Me había dejado llevar y me había pasado, así que me paré. El tipo, sin dejar de juguetear con el bolígrafo, comentó:
- Me temo que así no vamos a ninguna parte.
De la habitación de al lado llegó el sonido de una tanda de aplausos, y tuvimos que esperar a que acabase. Luego, el tipo continuó:
- Me está usted dando las mismas excusas de siempre, las mismas que se ha repetido tantas veces que casi ha acabado por creérselas. Cree que ha caído en una trampa, y en eso tiene razón. Lo malo es que esa trampa la ha construído usted solito. Ha renunciado sin que nadie le obligue, pero intenta no ser culpable por ello. Le parece que los demás son insolidarios, sólo porque no son lo bastante respetuosos con su egoísmo. Intenta parecer más pequeño de lo que es, para que sus culpas lo sean también.
En la habitación de al lado, risitas. El tipo hizo una pausa, casi inconsciente, para escucharlas, y yo, un poco irritado, aproveché para decir:
- Muy bien, ¿de qué se me acusa?
El otro me miró con sorna y dijo:
- No me venga con esos aires de dignidad ofendida. Lo sabe usted muy bien. Pero seamos claros: nadie lo acusa desde fuera. Bastante tienen los demás, con lo suyo. No, es usted mismo el que se da cuenta del problema, del obstáculo. Algunos lo llaman pereza. Yo prefiero llamarlo simplemente miedo.
“Podría haber sido más generoso, si hubiera creído que tenía algo que ofrecer. Podría haber sido más simpático, si no se hubiera considerado tan poco atractivo. Podría haber sido más afectuoso, si hubiera valorado sus propios sentimientos y no hubiera tenido tanto miedo al ridículo. Sólo ve usted la mitad triste de las cosas, pero la ve tan clara, que resulta muy difícil convencerle de que no ve bien.
“Cuando está usted a solas consigo mismo, es decir, el noventa y nueve por ciento del tiempo, se siente acompañado por un desagradable personaje al que soporta porque no le queda más remedio. Y el resultado de todo eso está muy claro: un seis pelado.
Los de la habitación de al lado parecían haberse muerto, porque no se oía absolutamente nada. El tipo siguió:
- No se ha arriesgado jamás. No le ha hecho daño a nadie, pero sólo porque nunca ha estado lo bastante cerca de alguien como para poder darle una bofetada, o un abrazo. Y cuando se siente solo en la cumbre de su montaña particular, acusa a los demás, quejándose de que hayan ido a vivir tan lejos.

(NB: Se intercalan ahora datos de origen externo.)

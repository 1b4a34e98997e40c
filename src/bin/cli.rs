//! sassgraph - dependency graph for Sass and SCSS stylesheets.
//!
//! Usage:
//!   sassgraph ancestors <dir> <file>     # Files that import <file>
//!   sassgraph descendents <dir> <file>   # Files <file> imports
//!   sassgraph index <dir>                # Every file and its imports
//!   sassgraph cycles <dir>               # Import cycles

use anyhow::{Context, Result};
use clap::Parser;
use sass_graph::cli::{Cli, Commands};
use sass_graph::Graph;
use std::path::PathBuf;
use tracing::debug;

fn main() {
    let cli = Cli::parse();
    init_tracing(cli.verbose);

    if let Err(e) = run(cli) {
        eprintln!("Error: {:#}", e);
        std::process::exit(1);
    }
}

/// Log to stderr so stdout stays clean for results.
fn init_tracing(verbose: bool) {
    let default = if verbose { "debug" } else { "warn" };
    tracing_subscriber::fmt()
        .with_writer(std::io::stderr)
        .with_env_filter(
            tracing_subscriber::EnvFilter::try_from_default_env()
                .unwrap_or_else(|_| tracing_subscriber::EnvFilter::new(default)),
        )
        .init();
}

fn run(cli: Cli) -> Result<()> {
    let options = cli.graph_options().context("invalid options")?;
    let dir = cli.command.dir();
    let graph = Graph::build_from_directory(dir, &options)
        .with_context(|| format!("failed to build graph for {}", dir.display()))?;
    debug!(stats = %graph.stats(), "graph ready");

    match &cli.command {
        Commands::Ancestors { file, .. } => print_paths(&graph.ancestors(file), cli.json)?,
        Commands::Descendents { file, .. } => print_paths(&graph.descendents(file), cli.json)?,
        Commands::Index { .. } => print_index(&graph, cli.json)?,
        Commands::Cycles { .. } => print_cycles(&graph.cycles(), cli.json)?,
    }
    Ok(())
}

fn print_paths(paths: &[PathBuf], json: bool) -> Result<()> {
    if json {
        println!("{}", serde_json::to_string_pretty(paths)?);
    } else {
        for path in paths {
            println!("{}", path.display());
        }
    }
    Ok(())
}

fn print_index(graph: &Graph, json: bool) -> Result<()> {
    if json {
        println!("{}", serde_json::to_string_pretty(graph.index())?);
        return Ok(());
    }

    for (path, node) in graph.index() {
        println!("{}", path.display());
        for import in &node.imports {
            println!("  -> {}", import.display());
        }
    }
    println!();
    println!("{}", graph.stats());
    Ok(())
}

fn print_cycles(cycles: &[Vec<PathBuf>], json: bool) -> Result<()> {
    if json {
        println!("{}", serde_json::to_string_pretty(cycles)?);
        return Ok(());
    }

    if cycles.is_empty() {
        println!("No import cycles.");
    }
    for (i, cycle) in cycles.iter().enumerate() {
        println!("Cycle {}:", i + 1);
        for path in cycle {
            println!("  {}", path.display());
        }
    }
    Ok(())
}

“Si no fuese tan melodramático, se habría dado cuenta de que no es preciso que un amigo te salve la vida para demostrar que lo es; basta con que te haga compañía. La vida está hecha de pequeñas cosas, como el desierto está hecho de pequeños granos de arena, y eso no quiere decir que la vida, o el desierto, sean pequeñas cosas. Céntimo a céntimo, también se llega a amasar una fortuna.
El tipo se calló, como si no tuviera nada más que decir. Habría habido un pesado silencio, si de la habitación contigua no hubiese llegado el sonido de algunos murmullos. Me creí obligado a hablar:
- Muy bien, no he conseguido gran cosa. De acuerdo, sólo tengo un seis, o valgo un seis, lo que sea. Digamos que soy una oportunidad perdida, y que habría podido conseguir más, hacer más, ser más. ¿Qué más da? Ahora ya no tiene remedio. Yo me lo he perdido.
El tipo dió un respingo.
- ¿Pero qué dice? ¿De verdad se cree usted que eso es todo? ¿Se cree que sólo es usted el que ha perdido? - meneó la cabeza - Sigue igual, viendo sólo la mitad de las cosas. Se olvida de los demás. Lo que usted se ha perdido, se lo han perdido también ellos. Y todos esos que usted considera extraños e indiferentes, han tenido la delicadeza de no reprochárselo.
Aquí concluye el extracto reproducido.